You know that the source of magnetism is a current- a moving charge. In an atom, there are mainly three sources of magnetism:

  1. The motion of electrons around the nucleus
  2. The spin of electrons
  3. The nuclear spin

The effect of nuclear spin is somewhat negligible when compared with that due to electron spin. So let's avoid that from our discussion.

First, we consider the motion of electrons around the nucleus. You may have heard about the Ampere's hypothesis which states that magnetic field generated by a circular current carrying conductor is identical to that produced by a magnetic dipole.

Hence here, our almost circular motion of electrons around the nucleus is like a circular motion of charge through a wire. This generates a magnetic field, with field pattern similar to a magnetic dipole. But do all the electrons contribute to that? Of course, individually yes, but as a whole, may not. Sometimes the effect of one electron's motion is cancelled by the pairing electron's motion. But the unpaired valence electrons, if present, could contribute to the overall magnetic effects of the atom.

How fast the electron moves, so much large will be the current and hence stronger will be the magnetic field. Hence the motion of electrons and the strength of the magnetic field and hence how strongly they interact with an external field are connected. The better we can state the relationship is by stating that the magnetic moment produced by an electron is proportional to it's orbital angular momentum.

The second is the spin of electrons. The spin of the unpaired electron also contributes to the magnetic property of an atom. So there is also an associated spin magnetic moment that is proportional to the spin angular momentum of the electron. This also add up to the magnetic effect of the atom.

In short, due to these effects, an atom with unpaired electrons will behave like short magnetic dipoles. This way, we classify materials into diamagnetic, paramagnetic and ferromagnetic.

In diamagnetic materials, all electrons are paired. Hence there is almost no magnetization of the material in the absence of an external field and in the presence of an external magnetic field, these materials generate magnetic effects that try to oppose the applied field, thereby repelling the applying field lines. These materials are strongly repelled to the external magnetic field. All materials are diamagnetic to some extend. A perfect diamagnet is a superconductor below it's transition temperature.
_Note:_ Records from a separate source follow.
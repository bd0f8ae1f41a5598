pub mod error;
pub mod manager;
pub mod material;

pub use error::{KeyError, Result};
pub use manager::{KeyManager, RotationOutcome};
pub use material::generate_signing_key;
In certain materials with unpaired electrons, there is individual magnetic moments due each atom. But in the absence of an external field, due to random alignment of these dipoles, there is in effect no magnetism exhibited by such materials in the absence of an external magnetic field. Such materials are called paramagnetic. These materials are weakly attracted to an external magnetic field. Examples include magnesium, molybdenum, lithium, and tantalum.

In certain materials, the magnetic moments of the individual dipoles interact each other strongly so that they form a colony of magnetic dipoles oriented in a particular fashion. These regions are called domains. These materials show a spontaneous magnetization, even in the absence of an external field. In the presence of an external magnetic field, these materials are strongly attracted to the field. Such materials are called ferromagnetic. Iron, nickel, and cobalt are examples of ferromagnetic materials.

When you bring near these materials a magnet, they show any of the above mentioned magnetic phenomena, depending upon the magnetic property it exhibits. For example, iron is ferromagnetic. Hence if you bring a magnet close to iron, it shows a great attraction.